Hyperbaric oxygen therapy is one of the fastest-growing segments in the commercial wellness and medical space. The U.S. market is projected to reach $1.72 billion by 2034, growing at over 7% annually. Clinics, med spas, and medical facilities across the country are adding HBOT as a high-margin revenue stream — and new standalone hyperbaric businesses are opening at a pace not seen in previous years.
If you are evaluating starting a hyperbaric oxygen therapy business in 2026, this guide covers everything you need to know before committing to anything: the two business models available to you, realistic startup costs, licensing requirements, chamber selection, staffing, and revenue projections based on real utilization data.
The Two Paths: Standalone Clinic vs. Add-On to Existing Practice
The single most important decision in starting an HBOT business is whether you are building from scratch or adding hyperbaric therapy to an existing practice. These are fundamentally different business models with different startup costs, timelines, and risk profiles.
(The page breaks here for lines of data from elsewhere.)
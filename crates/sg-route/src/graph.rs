//! The inter-capital graph.
//!
//! # Data layout
//!
//! Countries are dense integer ids, so the graph is two flat vectors indexed
//! by `CountryId`: the capital point and the neighbour list of each country.
//! No composite-key maps — distance and visited state downstream live in
//! flat arrays indexed the same way.

use sg_core::{CountryId, GridPoint};

use crate::{RouteError, RouteResult};

/// Capitals plus the country adjacency relation, indexed by `CountryId`.
///
/// The adjacency is stored exactly as constructed: directional, possibly
/// asymmetric when a country borders another only via outer-edge cells.
/// Immutable once built; presentation code may read capitals, neighbour
/// lists and pairwise costs freely.
pub struct CapitalGraph {
    capitals: Vec<GridPoint>,
    neighbours: Vec<Vec<CountryId>>,
}

impl CapitalGraph {
    /// Validate that both inputs cover the same dense id range and that
    /// every neighbour reference is in range.
    pub fn new(capitals: Vec<GridPoint>, neighbours: Vec<Vec<CountryId>>) -> RouteResult<Self> {
        if capitals.len() != neighbours.len() {
            return Err(RouteError::CountMismatch {
                capitals: capitals.len(),
                neighbour_lists: neighbours.len(),
            });
        }
        for (id, list) in neighbours.iter().enumerate() {
            if let Some(&bad) = list.iter().find(|n| n.index() >= capitals.len()) {
                return Err(RouteError::UnknownCountry {
                    country: CountryId(id as u16),
                    neighbour: bad,
                });
            }
        }
        Ok(Self { capitals, neighbours })
    }

    pub fn country_count(&self) -> usize {
        self.capitals.len()
    }

    /// Capital point of `country`.
    #[inline]
    pub fn capital(&self, country: CountryId) -> GridPoint {
        self.capitals[country.index()]
    }

    /// Countries adjacent to `country`, sorted ascending.
    #[inline]
    pub fn neighbours(&self, country: CountryId) -> &[CountryId] {
        &self.neighbours[country.index()]
    }

    /// Travel cost of the direct hop between two capitals: the truncated
    /// integer Euclidean distance between their points.
    #[inline]
    pub fn edge_cost(&self, a: CountryId, b: CountryId) -> u32 {
        self.capital(a).euclid_trunc(self.capital(b))
    }
}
Path 1: Add-On to an Existing Practice
This is the fastest path to profitability and the approach we recommend for most buyers.
If you already operate a med spa, chiropractic office, plastic surgery practice, physical therapy clinic, functional medicine practice, or sports recovery center — you already have the three things that take standalone clinics months or years to build: patients, staff, and trust.
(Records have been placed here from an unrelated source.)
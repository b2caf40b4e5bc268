//! `sg-io` — token-stream readers, batch writers, and the CSV map report.
//!
//! # Crate layout
//!
//! | Module     | Contents                                             |
//! |------------|------------------------------------------------------|
//! | [`reader`] | `read_scenario`, `read_rays`, `Scenario`             |
//! | [`writer`] | `write_costs`, `write_traces` (plain-text framing)   |
//! | [`report`] | `MapReportWriter` (capitals.csv, borders.csv)        |
//! | [`error`]  | `ReadError`, `ReportError` and their `Result` aliases|

pub mod error;
pub mod reader;
pub mod report;
pub mod writer;


pub use error::{ReadError, ReadResult, ReportError, ReportResult};
pub use reader::{RayScenario, Scenario, read_rays, read_rays_file, read_scenario, read_scenario_file};
pub use report::MapReportWriter;
pub use writer::{write_costs, write_costs_file, write_traces, write_traces_file};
Adding the ATAMOX 40 monoplace chamber to an existing practice means:
Your existing patients are your immediate market — no new patient acquisition needed to start
Your fixed overhead is already covered — the chamber adds revenue without adding proportional cost
Your staff can be trained to operate sessions without hiring new clinical headcount
Most practices with established patient bases reach break-even in under 6 months
The math: A chiropractic office with 100 active patients where 20% book one HBOT session per week at $150 per session generates $3,000 per week — $12,000 per month — from patients who are already walking through the door. No Google Ads. No new marketing. Just a room and a chamber.
Path 2: Standalone Hyperbaric Clinic
A standalone HBOT clinic is a viable business but requires more capital, more marketing investment, and a longer ramp-up to consistent profitability.
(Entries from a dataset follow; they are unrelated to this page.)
//! Whitespace-separated integer token readers.
//!
//! # Pricing scenario format
//!
//! ```text
//! K
//! K × (owner_country_id, price)
//! ROWS COLS
//! ROWS×COLS × (altitude, country_id)    -- column-major: outer y, inner x
//! ```
//!
//! # Ray scenario format
//!
//! ```text
//! ROWS COLS N
//! N × (origin_x, origin_y, dir_x, dir_y)
//! ```
//!
//! Cell indices of a ray scenario run inclusive to ROWS/COLS.
//!
//! Both readers consume the whole stream: a leftover token is as much a
//! format error as a missing one.

use std::io::Read;
use std::path::Path;
use std::str::SplitAsciiWhitespace;

use sg_core::{Cell, CountryId, GridPoint};
use sg_map::WorldGrid;
use sg_pricing::SolarPanel;
use sg_ray::Ray;

use crate::{ReadError, ReadResult};

// ── Parsed scenarios ──────────────────────────────────────────────────────────

/// A fully parsed pricing scenario: the panels and the immutable grid.
pub struct Scenario {
    pub panels: Vec<SolarPanel>,
    pub grid: WorldGrid,
}

/// A fully parsed ray-traversal scenario.
pub struct RayScenario {
    /// Inclusive upper cell index on the x axis.
    pub max_x: i32,
    /// Inclusive upper cell index on the y axis.
    pub max_y: i32,
    pub rays: Vec<Ray>,
}

// ── Public API ────────────────────────────────────────────────────────────────

/// Read a pricing scenario from a file.
pub fn read_scenario_file(path: &Path) -> ReadResult<Scenario> {
    let file = std::fs::File::open(path).map_err(ReadError::Io)?;
    read_scenario(file)
}

/// Like [`read_scenario_file`] but accepts any `Read` source.
///
/// Useful for testing (pass a `std::io::Cursor`).
pub fn read_scenario<R: Read>(mut reader: R) -> ReadResult<Scenario> {
    let mut buf = String::new();
    reader.read_to_string(&mut buf)?;
    let mut tokens = Tokens::new(&buf);

    let panel_count = tokens.next_count("panel count")?;
    let mut panels = Vec::with_capacity(panel_count);
    for _ in 0..panel_count {
        let country = tokens.next_country("panel owner")?;
        let price = tokens.next_in_range("panel price", 0, i64::from(u32::MAX))? as u32;
        panels.push(SolarPanel::new(country, price));
    }

    let rows = tokens.next_in_range("row count", 1, i64::from(i32::MAX))? as i32;
    let cols = tokens.next_in_range("column count", 1, i64::from(i32::MAX))? as i32;

    // Capacity hint only; an oversized product just truncates at input end.
    let cell_count = (rows as usize).saturating_mul(cols as usize);
    let mut cells = Vec::with_capacity(cell_count.min(1 << 24));
    for y in 0..cols {
        for x in 0..rows {
            let altitude =
                tokens.next_in_range("altitude", i64::from(i32::MIN), i64::from(i32::MAX))? as i32;
            let country = tokens.next_country("cell country")?;
            cells.push(Cell::new(x, y, altitude, country));
        }
    }
    tokens.finish()?;

    Ok(Scenario { panels, grid: WorldGrid::new(rows, cols, cells)? })
}

/// Read a ray-traversal scenario from a file.
pub fn read_rays_file(path: &Path) -> ReadResult<RayScenario> {
    let file = std::fs::File::open(path).map_err(ReadError::Io)?;
    read_rays(file)
}

/// Like [`read_rays_file`] but accepts any `Read` source.
pub fn read_rays<R: Read>(mut reader: R) -> ReadResult<RayScenario> {
    let mut buf = String::new();
    reader.read_to_string(&mut buf)?;
    let mut tokens = Tokens::new(&buf);

    let max_x = tokens.next_in_range("row count", 0, i64::from(i32::MAX))? as i32;
    let max_y = tokens.next_in_range("column count", 0, i64::from(i32::MAX))? as i32;
    let ray_count = tokens.next_count("ray count")?;

    let mut rays = Vec::with_capacity(ray_count);
    for _ in 0..ray_count {
        let ox = tokens.next_i32("ray origin x")?;
        let oy = tokens.next_i32("ray origin y")?;
        let dx = tokens.next_i32("ray direction x")?;
        let dy = tokens.next_i32("ray direction y")?;
        rays.push(Ray::new(GridPoint::new(ox, oy), GridPoint::new(dx, dy)));
    }
    tokens.finish()?;

    Ok(RayScenario { max_x, max_y, rays })
}

// ── Token cursor ──────────────────────────────────────────────────────────────

/// Cursor over a flat whitespace-separated integer stream, tracking the
/// token index for error messages.
struct Tokens<'a> {
    iter: SplitAsciiWhitespace<'a>,
    index: usize,
}

impl<'a> Tokens<'a> {
    fn new(buf: &'a str) -> Self {
        Self { iter: buf.split_ascii_whitespace(), index: 0 }
    }

    fn next_i64(&mut self, expected: &'static str) -> ReadResult<i64> {
        let index = self.index;
        let token = self
            .iter
            .next()
            .ok_or(ReadError::Truncated { index, expected })?;
        self.index += 1;
        token
            .parse::<i64>()
            .map_err(|_| ReadError::InvalidToken { index, token: token.to_owned() })
    }

    fn next_in_range(&mut self, expected: &'static str, min: i64, max: i64) -> ReadResult<i64> {
        let index = self.index;
        let value = self.next_i64(expected)?;
        if value < min || value > max {
            return Err(ReadError::OutOfRange { index, expected, value });
        }
        Ok(value)
    }

    fn next_i32(&mut self, expected: &'static str) -> ReadResult<i32> {
        Ok(self.next_in_range(expected, i64::from(i32::MIN), i64::from(i32::MAX))? as i32)
    }

    fn next_count(&mut self, expected: &'static str) -> ReadResult<usize> {
        Ok(self.next_in_range(expected, 0, i64::from(u32::MAX))? as usize)
    }

    fn next_country(&mut self, expected: &'static str) -> ReadResult<CountryId> {
        Ok(CountryId(
            self.next_in_range(expected, 0, i64::from(u16::MAX - 1))? as u16,
        ))
    }

    /// The stream must be exhausted; leftover tokens are a format error.
    fn finish(mut self) -> ReadResult<()> {
        let count = self.iter.by_ref().count();
        if count > 0 {
            return Err(ReadError::Trailing { count });
        }
        Ok(())
    }
}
Without an existing patient base you are starting from zero. You need to build awareness, generate leads, and convert first-time patients — all while your fixed costs run. Plan for 6–12 months before reaching consistent monthly profitability.
Standalone clinics work best in markets where HBOT awareness is already high, where the competitive landscape is thin, and where the operator has a strong marketing background or budget.
Startup Costs: What You Actually Need to Invest
Here is a realistic startup cost comparison between the two paths:
Cost Item | Standalone Clinic | Add-On to Existing Practice |
|---|---|---|
Chamber — ATAMOX 40 monoplace | $99,000 | $99,000 |
Location / lease deposit | $20,000–$60,000 | $0 (existing space) |
Room buildout | $15,000–$40,000 | $5,000–$15,000 |
Licensing and legal | $3,000–$8,000 | $1,000–$3,000 |
Equipment and supplies | $5,000–$10,000 | $2,000–$5,000 |
Marketing (first 6 months) | $10,000–$30,000 | Minimal — existing patient base |
Working capital reserve | $30,000–$50,000 | $10,000–$20,000 |
Total Startup Investment | $182,000–$297,000 | $117,000–$142,000 |
The add-on model saves $65,000–$155,000 in startup costs and eliminates the primary risk that kills standalone clinic launches: running out of capital before the patient pipeline is established.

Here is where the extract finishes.